- **Your assignment**: Scan the data. Collect each line that contains the word "panic".
'''
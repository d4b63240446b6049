// SPDX-License-Identifier: BUSL-1.1
// Copyright (c) 2026 Alfred Jean LLC

// Allow panic!/unwrap/expect in test code
#![cfg_attr(test, allow(clippy::panic))]
#![cfg_attr(test, allow(clippy::unwrap_used))]
#![cfg_attr(test, allow(clippy::expect_used))]

//! sf-adapters: boundary contracts the steward engine consumes, plus the
//! subprocess-backed implementations for git and worktrees.
//!
//! The task store, agent registry, dispatch service, and session manager
//! are external collaborators — this crate defines their contracts and
//! ships fake implementations behind the `test-support` feature. Git and
//! worktree operations are owned here and executed through argv-form
//! subprocess calls.

pub mod dispatch;
pub mod git;
pub mod local;
pub mod registry;
pub mod session;
pub mod store;
pub mod subprocess;
pub mod worktree;

pub use dispatch::{Dispatch, DispatchError, NoopDispatch};
pub use git::{escape_quotes, CliGit, GitError, GitOps, MergeOutcome, MergeRequest};
pub use local::LocalStore;
pub use registry::StewardRegistry;
pub use session::{
    NoopSessionManager, SessionError, SessionEvent, SessionManager, SessionOptions,
    SessionSpawn, SessionStatus, StopOptions,
};
pub use store::{Document, NewTask, StoreError, TaskFilter, TaskStore};
pub use subprocess::{run_with_timeout, CmdOutput, SubprocessError, GIT_TIMEOUT};
pub use worktree::{GitWorktrees, WorktreeManager};

#[cfg(any(test, feature = "test-support"))]
pub use dispatch::FakeDispatch;
#[cfg(any(test, feature = "test-support"))]
pub use git::FakeGit;
#[cfg(any(test, feature = "test-support"))]
pub use registry::FakeRegistry;
#[cfg(any(test, feature = "test-support"))]
pub use session::FakeSessionManager;
#[cfg(any(test, feature = "test-support"))]
pub use store::FakeTaskStore;
#[cfg(any(test, feature = "test-support"))]
pub use worktree::FakeWorktrees;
'''
- **Solution to the exercise**:
// Allow panic!/unwrap/expect in test code
#![cfg_attr(test, allow(clippy::panic))]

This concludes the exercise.